Courtesy of Wikipedia the definition is as follows:
"Microscopy is the technical field of using microscopes to view objects and areas of objects that cannot be seen with the naked eye (objects that are not within the resolution range of the normal eye). There are three well-known branches of microscopy: optical, electron, and scanning probe microscopy, along with the emerging field of X-ray microscopy. Both optical microscopy and electron microscopy involve the diffraction, reflection, or refraction of electromagnetic radiation/electron beams interacting with the specimen, and the collection of the scattered radiation or another signal in order to create an image. "
So what is Amateur microscopy?
Courtesy of Wikipedia the definition is as follows:
"Amateur microscopy is the investigation and observation of biological and non-biological specimens for recreational purposes. Collectors of minerals, insects, seashells, and plants may use microscopes as tools to uncover features that help them classify their collected items. Other amateurs may be interested in observing the life found in pond water and of other samples. Microscopes may also prove useful for the water quality assessment for people that keep a home aquarium. Photographic documentation and drawing of the microscopic images are additional pleasures. There are competitions for photomicrograph art. Participants of this pastime may use commercially prepared microscopic slides or prepare their own slides."
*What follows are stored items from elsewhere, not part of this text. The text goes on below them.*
//! Dense row-major matrix storage. Element access only; the algorithms
//! live in `gauss`, `dets` and `leqs`.

use std::fmt;

use serde::{Deserialize, Serialize};

#[derive(Debug, Clone, PartialEq, Serialize, Deserialize)]
pub struct Matrix<T> {
    nrow: usize,
    ncol: usize,
    data: Vec<T>,
}

impl<T: Clone> Matrix<T> {
    /// An `nrow x ncol` matrix with every entry set to `value`.
    pub fn filled(nrow: usize, ncol: usize, value: T) -> Self {
        Matrix {
            nrow,
            ncol,
            data: vec![value; nrow * ncol],
        }
    }

    /// Builds from row vectors. Panics on ragged input.
    pub fn from_rows(rows: Vec<Vec<T>>) -> Self {
        let nrow = rows.len();
        let ncol = rows.first().map_or(0, Vec::len);
        let mut data = Vec::with_capacity(nrow * ncol);
        for row in rows {
            assert_eq!(row.len(), ncol, "ragged rows");
            data.extend(row);
        }
        Matrix { nrow, ncol, data }
    }
}

impl<T> Matrix<T> {
    #[inline(always)]
    pub fn nrow(&self) -> usize {
        self.nrow
    }

    #[inline(always)]
    pub fn ncol(&self) -> usize {
        self.ncol
    }

    #[inline(always)]
    pub fn at(&self, r: usize, c: usize) -> &T {
        &self.data[r * self.ncol + c]
    }

    #[inline(always)]
    pub fn at_mut(&mut self, r: usize, c: usize) -> &mut T {
        &mut self.data[r * self.ncol + c]
    }

    pub fn swap_rows(&mut self, a: usize, b: usize) {
        if a == b {
            return;
        }
        for c in 0..self.ncol {
            self.data.swap(a * self.ncol + c, b * self.ncol + c);
        }
    }

    /// Entry-wise image under `f`, e.g. lifting an interval matrix into
    /// tracked values on a tape.
    pub fn map<U>(&self, mut f: impl FnMut(&T) -> U) -> Matrix<U> {
        Matrix {
            nrow: self.nrow,
            ncol: self.ncol,
            data: self.data.iter().map(&mut f).collect(),
        }
    }
}

impl<T: fmt::Display> fmt::Display for Matrix<T> {
    fn fmt(&self, f: &mut fmt::Formatter<'_>) -> fmt::Result {
        for r in 0..self.nrow {
            for c in 0..self.ncol {
                if c > 0 {
                    write!(f, " ")?;
                }
                write!(f, "{}", self.at(r, c))?;
            }
            writeln!(f)?;
        }
        Ok(())
    }
}

#[cfg(test)]
mod tests {
    use super::*;

    #[test]
    fn test_from_rows_and_access() {
        let mut m = Matrix::from_rows(vec![vec![1, 2], vec![3, 4]]);
        assert_eq!(m.nrow(), 2);
        assert_eq!(m.ncol(), 2);
        assert_eq!(*m.at(1, 0), 3);
        *m.at_mut(1, 0) = 7;
        assert_eq!(*m.at(1, 0), 7);
    }

    #[test]
    fn test_swap_rows() {
        let mut m = Matrix::from_rows(vec![vec![1, 2], vec![3, 4]]);
        m.swap_rows(0, 1);
        assert_eq!(*m.at(0, 0), 3);
        assert_eq!(*m.at(1, 1), 2);
    }

    #[test]
    fn test_map() {
        let m = Matrix::from_rows(vec![vec![1, 2], vec![3, 4]]);
        let doubled = m.map(|x| x * 2);
        assert_eq!(*doubled.at(1, 1), 8);
    }
}
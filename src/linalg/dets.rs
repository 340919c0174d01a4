//! Determinants over the elimination trace: plain interval evaluation,
//! and the statically improved variants that re-derive the error bound
//! from the adjoints of the initial entries.

use super::gauss::{gauss_elimination, gauss_elimination_pivot};
use super::{Entry, Matrix};
use crate::error::{Error, Result};
use crate::numeric::Interval;
use crate::statical::{compute_error, gauss_inverse};

/// Determinant by Gaussian elimination without pivoting.
pub fn det<T: Entry>(mut matrix: Matrix<T>) -> Result<T> {
    let n = matrix.nrow();
    if n == 0 {
        return Err(Error::precondition("determinant of an empty matrix"));
    }
    gauss_elimination(&mut matrix)?;

    let mut d = matrix.at(0, 0).one_like();
    for i in 0..n {
        d = d.mul(matrix.at(i, i));
    }
    Ok(d)
}

/// Determinant by Gaussian elimination with pivoting.
pub fn det_pivot<T: Entry>(mut matrix: Matrix<T>) -> Result<T> {
    let n = matrix.nrow();
    if n == 0 {
        return Err(Error::precondition("determinant of an empty matrix"));
    }
    let sign = gauss_elimination_pivot(&mut matrix)?;

    let mut d = matrix.at(0, 0).one_like();
    for i in 0..n {
        d = d.mul(matrix.at(i, i));
    }
    if sign < 0 {
        d = d.neg();
    }
    Ok(d)
}

/// Determinant with the statically improved error bound, without pivoting.
///
/// After elimination the determinant is the diagonal product; its adjoints
/// with respect to the diagonal are seeded by the prefix/suffix-product
/// sweep, propagated back through the trace by [`gauss_inverse`], and
/// collapsed against the declared entry errors by [`compute_error`].
pub fn det_improved(mut m: Matrix<Interval>) -> Result<Interval> {
    let n = m.nrow();
    if n == 0 {
        return Err(Error::precondition("determinant of an empty matrix"));
    }
    if n == 1 {
        return Ok(m.at(0, 0).clone());
    }

    let init = m.clone();
    gauss_elimination(&mut m)?;

    let mut f = Interval::from_i64(1);
    for i in 0..n {
        f = Interval::mul(&f, m.at(i, i));
    }
    let d = f.clone();

    let mut dm = Matrix::filled(n, n, Interval::zero());
    let mut df = Interval::from_i64(1);
    for i in (0..n).rev() {
        f = f.try_div(m.at(i, i))?;
        *dm.at_mut(i, i) = Interval::add(dm.at(i, i), &Interval::mul(&df, &f));
        df = Interval::mul(&df, m.at(i, i));
    }

    gauss_inverse(m, &mut dm)?;
    Ok(Interval::from_parts(d.val(), compute_error(&init, &dm)))
}

/// Determinant with the statically improved error bound, with pivoting.
pub fn det_improved_pivot(mut m: Matrix<Interval>) -> Result<Interval> {
    let n = m.nrow();
    if n == 0 {
        return Err(Error::precondition("determinant of an empty matrix"));
    }
    if n == 1 {
        return Ok(m.at(0, 0).clone());
    }

    let init = m.clone();
    let sign = gauss_elimination_pivot(&mut m)?;

    let mut f = Interval::from_i64(1);
    for i in 0..n {
        f = Interval::mul(&f, m.at(i, i));
    }
    let d = if sign < 0 { f.neg() } else { f.clone() };

    let mut dm = Matrix::filled(n, n, Interval::zero());
    let mut df = Interval::from_i64(sign as i64);
    for i in (0..n).rev() {
        f = f.try_div(m.at(i, i))?;
        *dm.at_mut(i, i) = Interval::add(dm.at(i, i), &Interval::mul(&df, &f));
        df = Interval::mul(&df, m.at(i, i));
    }

    gauss_inverse(m, &mut dm)?;
    Ok(Interval::from_parts(d.val(), compute_error(&init, &dm)))
}

#[cfg(test)]
mod tests {
    use super::*;
    use crate::numeric::Real;
    use crate::track::{new_tape, Tracked, TrackedResult};

    fn close(x: &Real, expected: f64, tol: f64) -> bool {
        (x.to_f64() - expected).abs() <= tol
    }

    /// 3x3 matrix with every entry carrying the given declared error;
    /// the exact midpoint determinant is -118.
    fn sample(rad: f64) -> Matrix<Interval> {
        let rows = [[4.0, 7.0, 8.0], [6.0, 4.0, 6.0], [7.0, 3.0, 10.0]];
        Matrix::from_rows(
            rows.iter()
                .map(|r| r.iter().map(|&x| Interval::with_radius(x, rad)).collect())
                .collect(),
        )
    }

    #[test]
    fn test_det_of_exact_matrix() {
        let m = Matrix::from_rows(vec![
            vec![Interval::from_f64(2.0), Interval::from_f64(1.0)],
            vec![Interval::from_f64(4.0), Interval::from_f64(3.0)],
        ]);
        assert_eq!(det(m).unwrap().val(), Real::from_f64(2.0));
    }

    #[test]
    fn test_det_pivot_tracks_permutation_sign() {
        let m = Matrix::from_rows(vec![
            vec![Interval::from_f64(0.0), Interval::from_f64(1.0)],
            vec![Interval::from_f64(2.0), Interval::from_f64(1.0)],
        ]);
        assert_eq!(det_pivot(m).unwrap().val(), Real::from_f64(-2.0));
    }

    #[test]
    fn test_empty_matrix_is_precondition_violation() {
        let m: Matrix<Interval> = Matrix::filled(0, 0, Interval::zero());
        assert!(matches!(det(m.clone()).unwrap_err(), Error::Precondition(_)));
        assert!(matches!(det_improved(m).unwrap_err(), Error::Precondition(_)));
    }

    #[test]
    fn test_one_by_one_improved_returns_the_entry() {
        let m = Matrix::filled(1, 1, Interval::with_radius(5.0, 0.25));
        let d = det_improved(m).unwrap();
        assert_eq!(d.val(), Real::from_f64(5.0));
        assert_eq!(d.error(), Real::from_f64(0.25));
    }

    #[test]
    fn test_improved_bound_beats_plain_elimination() {
        let plain = det(sample(0.01)).unwrap();
        let improved = det_improved(sample(0.01)).unwrap();
        assert_eq!(improved.val(), plain.val());
        assert!(close(&improved.val(), -118.0, 1e-9));
        assert!(improved.error() < plain.error());
    }

    #[test]
    fn test_pivoted_improved_matches_midpoint_and_improves() {
        let plain = det_pivot(sample(0.01)).unwrap();
        let improved = det_improved_pivot(sample(0.01)).unwrap();
        assert!(close(&improved.val(), -118.0, 1e-9));
        assert!(close(&plain.val(), -118.0, 1e-9));
        assert!(improved.error() < plain.error());
    }

    fn dynamic_det(m: &Matrix<Interval>) -> TrackedResult {
        let tape = new_tape();
        let tracked = m.map(|x| Tracked::new(&tape, x.clone()));
        tape.borrow_mut().init().unwrap();
        let d = det(tracked).unwrap();
        TrackedResult::resolve(&d).unwrap()
    }

    #[test]
    fn test_statical_and_dynamic_engines_agree() {
        // In the small-radius regime the first-order term dominates and
        // the two engines' radii coincide up to rounding.
        let plain = det(sample(1e-6)).unwrap();
        let statical = det_improved(sample(1e-6)).unwrap();
        let dynamic = dynamic_det(&sample(1e-6));

        // Same forward path, so the midpoints are identical.
        assert_eq!(statical.val(), plain.val());
        assert_eq!(dynamic.improved().val(), plain.val());
        assert!(dynamic.improved().error() < plain.error());
        let gap =
            (statical.error().to_f64() - dynamic.improved().error().to_f64()).abs();
        assert!(gap <= 1e-3 * statical.error().to_f64());
    }

    #[test]
    fn test_wide_entries_widen_the_gap_but_both_beat_plain() {
        // At radius 0.01 second-order interval widening separates the two
        // engines' radii; both still improve on the plain bound.
        let plain = det(sample(0.01)).unwrap();
        let statical = det_improved(sample(0.01)).unwrap();
        let dynamic = dynamic_det(&sample(0.01));

        assert_eq!(statical.val(), plain.val());
        assert!(statical.error() < plain.error());
        assert!(dynamic.improved().error() < plain.error());
        assert!(dynamic.improved().error() <= statical.error());
    }
}
//! Output resolution: replaying the tape for one tracked value and keeping
//! the better of the improved and traditional bounds.

use super::proxy::Tracked;
use crate::error::Result;
use crate::numeric::Interval;

/// One resolved output: the tape-improved interval next to the
/// forward-computed one.
///
/// Resolving checkpoints the tape, replays it at the value's own address,
/// and restores the checkpoint, so several outputs can be resolved against
/// one shared recording in any order.
#[derive(Debug, Clone)]
pub struct TrackedResult {
    improved: Interval,
    direct: Interval,
}

impl TrackedResult {
    pub fn resolve(output: &Tracked) -> Result<Self> {
        let tape = output.tape();
        let saved = tape.borrow().checkpoint();
        let replayed = tape.borrow_mut().evaluate_at(output.addr());
        tape.borrow_mut().restore(saved);
        Ok(TrackedResult {
            improved: replayed?,
            direct: output.value().clone(),
        })
    }

    /// The tape-improved bound.
    pub fn improved(&self) -> &Interval {
        &self.improved
    }

    /// The traditional forward bound.
    pub fn direct(&self) -> &Interval {
        &self.direct
    }

    /// Whichever bound has the smaller radius. The resolved output is
    /// never worse than plain interval arithmetic; the improvement is
    /// first-order, so for large input errors the traditional bound can
    /// win and is kept.
    pub fn interval(&self) -> &Interval {
        if self.improved.error() <= self.direct.error() {
            &self.improved
        } else {
            &self.direct
        }
    }
}

#[cfg(test)]
mod tests {
    use super::*;
    use crate::numeric::Real;
    use crate::track::proxy::new_tape;

    fn close(x: &Real, expected: f64, tol: f64) -> bool {
        (x.to_f64() - expected).abs() <= tol
    }

    #[test]
    fn test_resolving_a_primary_input_returns_it_unchanged() {
        let tape = new_tape();
        let x = Tracked::new(&tape, Interval::with_radius(1.5, 0.125));
        tape.borrow_mut().init().unwrap();
        let resolved = TrackedResult::resolve(&x).unwrap();
        assert_eq!(resolved.interval().val(), Real::from_f64(1.5));
        assert_eq!(resolved.interval().error(), Real::from_f64(0.125));
    }

    #[test]
    fn test_quotient_chain_never_worse_and_sound() {
        // x2 = x0*x0, x3 = x1*x0, x4 = x3/x2 == x1/x0 up to rounding.
        let tape = new_tape();
        let x0 = Tracked::new(&tape, Interval::with_radius(1.0, 0.01));
        let x1 = Tracked::new(&tape, Interval::with_radius(2.0, 0.03));
        tape.borrow_mut().init().unwrap();

        let x2 = &x0 * &x0;
        let x3 = &x1 * &x0;
        let x4 = x3.try_div(&x2).unwrap();
        let resolved = TrackedResult::resolve(&x4).unwrap();

        // Midpoint matches the forward computation.
        assert!(close(&resolved.interval().val(), 2.0, 1e-9));
        // Never worse than the traditional bound.
        assert!(resolved.interval().error() <= x4.value().error());
        assert!(resolved.improved().error() <= resolved.direct().error());
        // Sound: the true value x1/x0 = 2 lies within the resolved bound.
        let distance = resolved.interval().val().sub_exact(&Real::from_f64(2.0)).abs();
        assert!(distance <= resolved.interval().error());
    }

    #[test]
    fn test_multiple_outputs_share_one_recording() {
        let tape = new_tape();
        let x0 = Tracked::new(&tape, Interval::with_radius(1.0, 0.01));
        let x1 = Tracked::new(&tape, Interval::with_radius(2.0, 0.03));
        tape.borrow_mut().init().unwrap();

        let sum = &x0 + &x1;
        let difference = &x1 - &x0;
        // Resolving in any order works because the output address is
        // explicit; the tape is checkpointed around each replay.
        let resolved_diff = TrackedResult::resolve(&difference).unwrap();
        let resolved_sum = TrackedResult::resolve(&sum).unwrap();

        assert!(close(&resolved_sum.interval().error(), 0.04, 1e-15));
        assert!(close(&resolved_diff.interval().error(), 0.04, 1e-15));
        assert_eq!(resolved_sum.interval().val(), Real::from_f64(3.0));
        assert_eq!(resolved_diff.interval().val(), Real::from_f64(1.0));
    }

    #[test]
    fn test_resolution_keeps_the_tape_usable() {
        let tape = new_tape();
        let x0 = Tracked::new(&tape, Interval::with_radius(2.0, 0.01));
        tape.borrow_mut().init().unwrap();
        let doubled = &x0 + &x0;
        TrackedResult::resolve(&doubled).unwrap();
        // Further arithmetic and a second resolution still work.
        let quadrupled = &doubled + &doubled;
        let resolved = TrackedResult::resolve(&quadrupled).unwrap();
        assert_eq!(resolved.interval().val(), Real::from_f64(8.0));
    }
}
//! Gaussian elimination over any [`Entry`] type.
//!
//! Elimination stores the row multiplier in the eliminated position, so
//! the resulting matrix carries the full trace the statical engine needs.

use super::{Entry, Matrix};
use crate::error::{Error, Result};

/// The pivot row for column `c` among rows `r..`: the row with the largest
/// absolute upper bound whose entry cannot contain zero. `None` when every
/// candidate may contain zero, in which case elimination cannot proceed.
pub fn find_pivot<T: Entry>(matrix: &Matrix<T>, r: usize, c: usize) -> Option<usize> {
    let mut best: Option<usize> = None;
    for i in r..matrix.nrow() {
        if matrix.at(i, c).contains_zero() {
            continue;
        }
        match best {
            None => best = Some(i),
            Some(b) => {
                if matrix.at(i, c).abs_ubound() > matrix.at(b, c).abs_ubound() {
                    best = Some(i);
                }
            }
        }
    }
    best
}

/// In-place elimination without pivoting. A pivot whose interval may
/// contain zero surfaces as a domain error from the division.
pub fn gauss_elimination<T: Entry>(matrix: &mut Matrix<T>) -> Result<()> {
    let n = matrix.nrow();
    let m = matrix.ncol();
    for i in 0..n {
        for j in i + 1..n {
            let z = matrix.at(j, i).try_div(matrix.at(i, i))?;
            *matrix.at_mut(j, i) = z.clone();
            for k in i + 1..m {
                let t = z.mul(matrix.at(i, k));
                *matrix.at_mut(j, k) = matrix.at(j, k).sub(&t);
            }
        }
    }
    Ok(())
}

/// In-place elimination with pivoting. Returns `(-1)^permutations`.
pub fn gauss_elimination_pivot<T: Entry>(matrix: &mut Matrix<T>) -> Result<i32> {
    let n = matrix.nrow();
    let m = matrix.ncol();
    let mut sign = 1;
    for i in 0..n {
        let r = find_pivot(matrix, i, i).ok_or(Error::DivisorContainsZero)?;
        if r != i {
            matrix.swap_rows(i, r);
            sign = -sign;
        }
        for j in i + 1..n {
            let z = matrix.at(j, i).try_div(matrix.at(i, i))?;
            *matrix.at_mut(j, i) = z.clone();
            for k in i + 1..m {
                let t = z.mul(matrix.at(i, k));
                *matrix.at_mut(j, k) = matrix.at(j, k).sub(&t);
            }
        }
    }
    Ok(sign)
}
"In the late 1800s, amateur microscopy became a popular hobby in the United States and Europe. Several 'professional amateurs' were being paid for their sampling trips and microscopic explorations by philanthropists, to keep them amused on the Sunday afternoon (e.g., the diatom specialist A. Grunow, being paid by (among others) a Belgian industrialist). Professor John Phin published "Practical Hints on the Selection and Use of the Microscope (Second Edition, 1878)," and was also the editor of the "American Journal of Microscopy."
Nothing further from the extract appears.